Does Shareholder Protection Promote Stock Market Development?

Sunday, June 26, 2016: 10:45 AM-12:15 PM
206 Dwinelle (Dwinelle Hall)
Prabirjit Sarkar, Jadavpur University, Kolkata, India
Simon Deakin, Law Faculty, University of Cambridge, Cambridge, United Kingdom of Great Britain and Northern Ireland
Abstract

The paper uses recently created datasets measuring legal change over time in a sample of 21 countries to test whether the strengthening of shareholder rights in the course of the 1990s and 2000s promoted financial development in those countries. It considers three alternative dynamic panel data models. One is dynamic fixed effect model (DFE) that assumes that the sample of countries is identical in all respects excepting the initial condition. The other extreme is mean group model (MG) that assumes that the sample of countries is different in all respects requiring estimate of separate equation for each country and calculation of the mean of the estimates to get the over-all picture.  The intermediate alternative is pooled mean group model (PMG) that assumes that the countries differ in terms of initial conditions (time-invariant factors), short-term relationships and the short-term adjustment processes but there exists an identical long-run relationship among the variables under consideration. 

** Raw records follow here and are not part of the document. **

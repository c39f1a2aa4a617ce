//! Output sinks shared by every encoder.
//!
//! Transcoders are generic over [`Sink`] so the same routine can write either into the
//! caller's fixed output tail ([`SliceSink`]) or into pooled scratch ([`VecSink`]) while
//! staying statically dispatched.

use alloc::vec::Vec;

use crate::error::{err, Error, ErrorCode};

/// A byte sink with a write cursor.
pub trait Sink {
    /// Append `bytes`.
    ///
    /// # Errors
    ///
    /// Returns `BufferFull` when the sink cannot hold the bytes.
    fn write(&mut self, bytes: &[u8]) -> Result<(), Error>;

    /// Append one byte.
    ///
    /// # Errors
    ///
    /// Returns `BufferFull` when the sink cannot hold the byte.
    fn write_u8(&mut self, byte: u8) -> Result<(), Error> {
        self.write(&[byte])
    }

    /// Number of bytes written so far.
    fn position(&self) -> usize;

    /// Insert `bytes` at `at`, shifting everything written after `at`.
    ///
    /// # Errors
    ///
    /// Returns `BufferFull` when the shifted tail no longer fits.
    fn insert(&mut self, at: usize, bytes: &[u8]) -> Result<(), Error>;
}

/// Sink over a fixed, caller-owned slice.
pub struct SliceSink<'a> {
    buf: &'a mut [u8],
    pos: usize,
}

impl<'a> SliceSink<'a> {
    /// Wrap `buf`; writing starts at offset 0.
    pub fn new(buf: &'a mut [u8]) -> Self {
        Self { buf, pos: 0 }
    }

    #[inline]
    fn end_for(&self, n: usize) -> Result<usize, Error> {
        let end = self
            .pos
            .checked_add(n)
            .ok_or_else(|| err(ErrorCode::LengthOverflow, self.pos))?;
        if end > self.buf.len() {
            return Err(err(ErrorCode::BufferFull, self.pos));
        }
        Ok(end)
    }
}

impl Sink for SliceSink<'_> {
    #[inline]
    fn write(&mut self, bytes: &[u8]) -> Result<(), Error> {
        let end = self.end_for(bytes.len())?;
        self.buf[self.pos..end].copy_from_slice(bytes);
        self.pos = end;
        Ok(())
    }

    #[inline]
    fn write_u8(&mut self, byte: u8) -> Result<(), Error> {
        let slot = self
            .buf
            .get_mut(self.pos)
            .ok_or_else(|| err(ErrorCode::BufferFull, self.pos))?;
        *slot = byte;
        self.pos += 1;
        Ok(())
    }

    #[inline]
    fn position(&self) -> usize {
        self.pos
    }

    fn insert(&mut self, at: usize, bytes: &[u8]) -> Result<(), Error> {
        debug_assert!(at <= self.pos);
        let end = self.end_for(bytes.len())?;
        self.buf.copy_within(at..self.pos, at + bytes.len());
        self.buf[at..at + bytes.len()].copy_from_slice(bytes);
        self.pos = end;
        Ok(())
    }
}

/// Sink appending to a growable vector, used for pooled scratch.
pub struct VecSink<'a> {
    buf: &'a mut Vec<u8>,
}

impl<'a> VecSink<'a> {
    /// Wrap `buf`; positions are absolute offsets into `buf`.
    pub fn new(buf: &'a mut Vec<u8>) -> Self {
        Self { buf }
    }
}

impl Sink for VecSink<'_> {
    #[inline]
    fn write(&mut self, bytes: &[u8]) -> Result<(), Error> {
        self.buf.extend_from_slice(bytes);
        Ok(())
    }

    #[inline]
    fn write_u8(&mut self, byte: u8) -> Result<(), Error> {
        self.buf.push(byte);
        Ok(())
    }

    #[inline]
    fn position(&self) -> usize {
        self.buf.len()
    }

    fn insert(&mut self, at: usize, bytes: &[u8]) -> Result<(), Error> {
        debug_assert!(at <= self.buf.len());
        self.buf.splice(at..at, bytes.iter().copied());
        Ok(())
    }
}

Although the finding of no relationship dominates across the alternative panel data models some clear conclusion emerges through the PMG model. It is observed that increasing shareholder protection leads to a declining number of listed firms (per million of population). That is to say there is no unequivocal support to the proposition that shareholder protection promotes stock market development. Rather the support is more towards the opposite proposition.

Keywords: corporate governance, shareholder protection, financial development, stock market development.